Mais plus encore que sur les couleurs et les costumes (Annette Tirier porte une réplique du manteau et du chapeau de Maria Callas dans le Bal masqué de 1957 à la Scala) c’est sur le traitement du son et en particulier des voix que porte encore une fois le travail de Schroeter. En effet celles-ci sont le plus souvent dissociées des corps qui font alors l’effet de pantins de ventriloques, la voix parlée de Macbeth passant même indifféremment d’un corps à l’autre puisque trois acteurs interprètent le rôle (Susi, Stefan Haugk et Michael Bolze), apparaissant souvent à l’écran en même temps.

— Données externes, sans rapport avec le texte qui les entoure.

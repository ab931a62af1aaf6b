pub mod files;
pub mod models;
pub mod validation;

use log::info;

use crate::config::settings::StorageSettings;
use crate::errors::StoreError;
use crate::rating::types::{MatchRecord, PlayerName};
use models::GameRecord;

/// Outcome of an `add_player` call; a name already on the roster is not
/// an error.
#[derive(Debug, Clone, Copy, PartialEq, Eq)]
pub enum AddPlayerOutcome {
    Added,
    AlreadyExists,
}

/// In-memory roster and match log, flushed back to the backing files
/// after every mutation.
pub struct LadderStore {
    roster: Vec<PlayerName>,
    games: Vec<GameRecord>,
    storage: StorageSettings,
}

impl LadderStore {
    pub fn load(storage: &StorageSettings) -> Self {
        let roster = files::load_roster(&storage.players_path);
        let games = files::load_games(&storage.games_path);
        info!(
            "Loaded {} players and {} logged games",
            roster.len(),
            games.len()
        );

        Self {
            roster,
            games,
            storage: storage.clone(),
        }
    }

    pub fn roster(&self) -> &[PlayerName] {
        &self.roster
    }

    pub fn games(&self) -> &[GameRecord] {
        &self.games
    }

    /// Engine view of the match log, in append order.
    pub fn match_records(&self) -> Result<Vec<MatchRecord>, StoreError> {
        self.games.iter().map(GameRecord::to_match_record).collect()
    }

    pub fn add_player(&mut self, name: &str) -> Result<AddPlayerOutcome, StoreError> {
        if !validation::is_valid_player_name(name) {
            return Err(StoreError::InvalidName(name.to_string()));
        }
        if self.roster.iter().any(|existing| existing == name) {
            return Ok(AddPlayerOutcome::AlreadyExists);
        }

        self.roster.push(name.to_string());
        self.persist()?;
        Ok(AddPlayerOutcome::Added)
    }

    /// Appends a finished game dated today. Both names must already be
    /// on the roster and must differ.
    pub fn add_result(&mut self, winner: &str, loser: &str) -> Result<(), StoreError> {
        if winner == loser {
            return Err(StoreError::IdenticalParticipants(winner.to_string()));
        }
        for name in [winner, loser] {
            if !self.roster.iter().any(|existing| existing == name) {
                return Err(StoreError::UnknownPlayer(name.to_string()));
            }
        }

        let today = models::today_ladder_date();
        self.games.push(GameRecord::finished(winner, loser, &today));
        self.persist()
    }

    /// Full rewrite of both backing files; a failure propagates to the
    /// caller instead of being swallowed.
    fn persist(&self) -> Result<(), StoreError> {
        files::save_games(&self.storage.games_path, &self.games)?;
        files::save_roster(&self.storage.players_path, &self.roster)?;
        Ok(())
    }
}
//! End-to-end flow: mutate the store on disk, reload, recompute standings.

use elo_ladder::config::settings::{RatingSettings, StorageSettings};
use elo_ladder::rating::{compute_ratings, standings};
use elo_ladder::store::LadderStore;
use tempfile::TempDir;

fn storage_in(dir: &TempDir) -> StorageSettings {
    StorageSettings {
        players_path: dir
            .path()
            .join("players.json")
            .to_string_lossy()
            .into_owned(),
        games_path: dir.path().join("games.json").to_string_lossy().into_owned(),
    }
}

#[test]
fn submitted_results_move_the_ladder() {
    let dir = TempDir::new().unwrap();
    let storage = storage_in(&dir);

    let mut store = LadderStore::load(&storage);
    store.add_player("alice").unwrap();
    store.add_player("bob").unwrap();
    store.add_player("carol").unwrap();
    store.add_result("alice", "bob").unwrap();

    // Reload from disk to prove the mutation was flushed.
    let store = LadderStore::load(&storage);
    let matches = store.match_records().unwrap();
    let ratings = compute_ratings(store.roster(), &matches, &RatingSettings::default()).unwrap();

    let rows = standings(store.roster(), &ratings);
    let names: Vec<&str> = rows.iter().map(|row| row.player.as_str()).collect();
    assert_eq!(names, ["alice", "carol", "bob"]);
    assert_eq!(rows[0].rating, 1013);
    assert_eq!(rows[1].rating, 1000);
    assert_eq!(rows[2].rating, 988);
}

#[test]
fn rejected_submissions_leave_the_files_untouched() {
    let dir = TempDir::new().unwrap();
    let storage = storage_in(&dir);

    let mut store = LadderStore::load(&storage);
    store.add_player("alice").unwrap();
    store.add_player("bob").unwrap();

    assert!(store.add_result("alice", "alice").is_err());
    assert!(store.add_player("not valid!").is_err());

    let store = LadderStore::load(&storage);
    assert_eq!(store.roster().len(), 2);
    assert!(store.games().is_empty());
}
pub mod api;
pub mod cli;
pub mod config;
pub mod errors;
pub mod rating;
pub mod services;
pub mod store;

use anyhow::Result;
use clap::Parser;
use cli::Cli;

use crate::cli::Command;
use crate::config::settings::AppConfig;
use crate::services::server::ServerService;
use crate::store::LadderStore;

pub fn interpret() -> Command {
    let cli = Cli::parse();
    cli.command
}

pub fn handle_serve(port: u16) -> Result<()> {
    let runtime = tokio::runtime::Runtime::new()?;
    runtime.block_on(async {
        let config = AppConfig::new();
        let service = ServerService::new(port, config);
        service.run().await
    })
}

pub fn handle_standings() -> Result<()> {
    let config = AppConfig::new();
    let store = LadderStore::load(&config.storage);

    let matches = store.match_records()?;
    let ratings = rating::compute_ratings(store.roster(), &matches, &config.rating)?;

    for row in rating::standings(store.roster(), &ratings) {
        println!("{:<32} {:>5}", row.player, row.rating);
    }

    Ok(())
}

A d’autres moments c’est par les voix de chanteurs d’opéra que les corps sont habités. Mais le plus étonnant ici sont les passages au son direct lorsque Schroeter demande à ses acteurs de chanter des arrangements des airs de Verdi (pour quatuor de violon, accordéon, hautbois et piano) et que leur technique vocale insuffisante les fait s’égosiller péniblement. Ainsi Annette Tirier (Lady Macbeth), fixant la tache de sang qu’elle est seule à voir, n’hésite pas, poussée par son metteur en scène, à se lancer à corps perdu dans une reprise du redoutable une macchia è qui tuttora après l’avoir mimée une première fois sur la voix de Maria Callas. La comparaison est évidemment écrasante mais on ne peut qu’admirer le cran de l’actrice allant bravement au bout de l’épreuve avec une espèce d’inconscience butée qui dépasse très vite le stade du ridicule pour atteindre à une forme de sublime.
Ce traitement a évidemment pour effet de désacraliser à la fois le texte de Shakespeare et la musique de Verdi, le motif enlevé du banquet se trouvant même transformé en tango sur lequel dansent les protagonistes. Mais loin de chercher à tourner les oeuvres en dérision, l’opération vise à les revivifier comme le déclarait Schroeter lui-même (à Noël Simsolo, Zoom, n° 16, janvier-février 1973) : Le public n’aime pas qu’on lui montre Shakespeare de cette façon. Mais moi, je ne fais pas de différence entre Kitsch et Culture. [...] Il est stupide de chercher les valeurs traditionnelles de l’art et de la culture, il faut seulement en chercher l’esprit vivant.
En retournant la tragédie en comédie ou en revue de cabaret, en faisant intervenir Magdalena Montezuma telle un choeur muet commentant l’action au moyen de la pantomime, le cinéaste (et homme de théâtre) se rapproche des expériences contemporaines de Carmelo Bene, l’un comme l’autre demandant l’impossible aux acteurs et parvenant à les faire venir, pour reprendre l’expression utilisée par Schroeter conversant avec Philippe Garrel dans le film Les ministères de l’art. Pour le spectateur, l’expérience est parfois inconfortable mais parfaitement jouissive.
(Annette Tirier dans Macbeth et Maria Callas en Amelia d’Un ballo in maschera, photo utilisée dans Eika Katappa).